L’ultimo messaggio video di Massimiliano, in cui diceva di essere costretto ad andare in Svizzera per morire tramite suicidio assistito, non sono riuscita a vederlo fino alla fine. Costretto ad andarmene via, per andarmene via, dice il 44enne toscano affetto da sclerosi multipla. Sapevo che bastava un’arma da fuoco, ma io volevo morire in modo indolore, dice sempre Massimiliano. Così si è messo in contatto con Marco Cappato, promotore della campagna eutanasia legale, che fin dal febbraio 2017 (suicidio assistito di Fabiano Antonani dj Fabio) accompagna in Svizzera presso la sede dell’associazione Dignitas chi vuole morire. E giovedì, 8 dicembre, scortato da Felicetta Maltese, attivista della campagna Eutanasia Legale, e da Chiara Lalli, giornalista e bioeticista, Massimiliano ha finalmente beneficiato dell’ultimo diritto umano come recita il claim del sito dell’associazione.

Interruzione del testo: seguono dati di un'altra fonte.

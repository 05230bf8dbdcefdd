//! Domain events: progress reporting without coupling.
//!
//! The gateway and the agent loop publish events when something a user
//! might want to see happens (a retry countdown, a tool step, a mode change).
//! Front ends subscribe and render them however they like.

use chrono::{DateTime, Utc};
use serde::{Deserialize, Serialize};
use std::sync::Arc;
use tokio::sync::broadcast;

/// All domain events in the system.
#[derive(Debug, Clone, Serialize, Deserialize)]
pub enum DomainEvent {
    /// A free-form status line for the user
    SystemOutput {
        message: String,
        timestamp: DateTime<Utc>,
    },

    /// A backend call failed and will be retried
    RetryScheduled {
        attempt: u32,
        max_attempts: u32,
        backoff_secs: u64,
        reason: String,
        timestamp: DateTime<Utc>,
    },

    /// The model completed a request
    ResponseGenerated {
        model: String,
        tokens_used: u32,
        timestamp: DateTime<Utc>,
    },

    /// The agent is about to run a tool
    StepStarted {
        sequence: usize,
        tool_name: String,
        label: String,
        timestamp: DateTime<Utc>,
    },

    /// A tool was executed
    ToolExecuted {
        tool_name: String,
        success: bool,
        duration_ms: u64,
        timestamp: DateTime<Utc>,
    },

    /// A large result was handed off for background summarization
    SummarizationStarted {
        tool_name: String,
        approx_tokens: usize,
        timestamp: DateTime<Utc>,
    },

    /// The agent is restricted to finalize tools from now on
    BeastModeEngaged {
        history_tokens: usize,
        timestamp: DateTime<Utc>,
    },
}

impl DomainEvent {
    /// Shorthand for a status line stamped now.
    pub fn system(message: impl Into<String>) -> Self {
        DomainEvent::SystemOutput {
            message: message.into(),
            timestamp: Utc::now(),
        }
    }
}

/// A broadcast-based event bus for domain events.
///
/// Uses `tokio::sync::broadcast` for multi-consumer pub/sub.
/// Components can subscribe to receive all events and filter for what they care about.
pub struct EventBus {
    sender: broadcast::Sender<Arc<DomainEvent>>,
}

impl EventBus {
    /// Create a new event bus with the given capacity.
    pub fn new(capacity: usize) -> Self {
        let (sender, _) = broadcast::channel(capacity);
        Self { sender }
    }

    /// Publish an event to all subscribers.
    pub fn publish(&self, event: DomainEvent) {
        // No subscribers is fine
        let _ = self.sender.send(Arc::new(event));
    }

    /// Subscribe to receive events.
    pub fn subscribe(&self) -> broadcast::Receiver<Arc<DomainEvent>> {
        self.sender.subscribe()
    }
}

impl Default for EventBus {
    fn default() -> Self {
        Self::new(256)
    }
}

#[cfg(test)]
mod tests {
    use super::*;

    #[tokio::test]
    async fn event_bus_publish_subscribe() {
        let bus = EventBus::new(16);
        let mut rx = bus.subscribe();

        bus.publish(DomainEvent::ToolExecuted {
            tool_name: "searchSymbols".into(),
            success: true,
            duration_ms: 42,
            timestamp: Utc::now(),
        });

        let event = rx.recv().await.unwrap();
        match event.as_ref() {
            DomainEvent::ToolExecuted { tool_name, success, .. } => {
                assert_eq!(tool_name, "searchSymbols");
                assert!(success);
            }
            _ => panic!("Expected ToolExecuted event"),
        }
    }

    #[test]
    fn event_bus_no_subscribers_doesnt_panic() {
        let bus = EventBus::new(16);
        bus.publish(DomainEvent::system("nobody is listening"));
    }
}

In Italia abbiamo una legge sul fine vita (n. 219/2017 “norme in materia di consenso informato e di disposizioni anticipate di trattamento”) che non è però sinonimo di suicidio assistito, o eutanasia, ancora illegale. Tuttavia, per chi si trova in una condizione di malattia irreversibile o terminale e soffre di patologie refrattarie a qualsiasi tipo di trattamento medico che ne allevi il dolore indicibile e che a causa di tale malattia versa in condizioni che hanno minato la qualità e dignità della propria vita, ha solo tre strade: la clemenza di qualcuno che per pietà gli dia la morte, il coraggio, come diceva Massimiliano, di spararsi con un’arma da fuoco, oppure andare in Svizzera dove è possibile ottenere il suicidio assistito, o eutanasia.
La sentenza della Corte costituzionale 242/2019, che in merito al caso di un 43enne originario delle Marche (tetraplegico da dieci anni a seguito di un incidente stradale, chiese l’autorizzazione al suicidio assistito con il sostegno legale dell’associazione Luca Coscioni), rese legale a tutti gli effetti il suicidio assistito, non può essere punibile l’assistenza al suicida nel caso di persona “tenuta in vita da trattamenti di sostegno vitale e affetta da una patologia irreversibile, fonte di sofferenze fisiche o psicologiche che ella reputa intollerabili, ma pienamente capace di prendere decisioni libere e consapevoli”. Per un momento avevamo creduto di essere giunti ad una ‘fine istanza’ di battaglie per avere una legge. Ma fino ad oggi, di quella sentenza nessuno ha potuto beneficiare, dacché il servizio sanitario nazionale non agisce trincerandosi dietro l’assenza di una legge che ne definisca le procedure.
Nonostante l’Accordo di Villa Madama del 1984, per quanto riguarda leggi su materie bioetiche, l’Italia sembra ancora essere un’enclave della Città del Vaticano. E in Parlamento si pensa più ai propri interessi di sopravvivenza politica non disturbando il clero, piuttosto che legiferare per colmare vuoti normativi e rendere la vita delle persone più umana. Chi non ricorda la legge 40/2004, che ha spesso trovato un ridimensionamento, o forse è più giusto dire smantellamento delle sue norme, nelle aule dei tribunali? Da quando entrò in vigore, la magistratura ha emesso 48 sentenze di modifica della legge.
Tornando all’argomento del post, il suicidio assistito, la Dichiarazione sull’eutanasia Iura et bona pubblicata dalla Congregazione per la Dottrina della Fede il 5 maggio 1980, al n° II recita: “Per eutanasia s’intende un’azione o un’omissione che di natura sua, o nelle intenzioni, procura la morte, allo scopo di eliminare ogni dolore”. Eccoci arrivati al punto. Il dolore. La Chiesa cattolica ne ha fatto la più solida base per la salvezza eterna. E sciaguratamente, pare che questa – il dolore – sia la conditio sine qua non anche degli italiani che hanno la sfortuna di contrarre una malattia degenerativa che non professano fede cattolica. Intanto, Felicetta Maltese e Chiara Lalli, per la loro disobbedienza civile in aiuto ad un uomo che nella sua vita non voleva più una indicibile sofferenza, rischiano fino a dodici anni di carcere per il reato di ‘aiuto al suicidio’.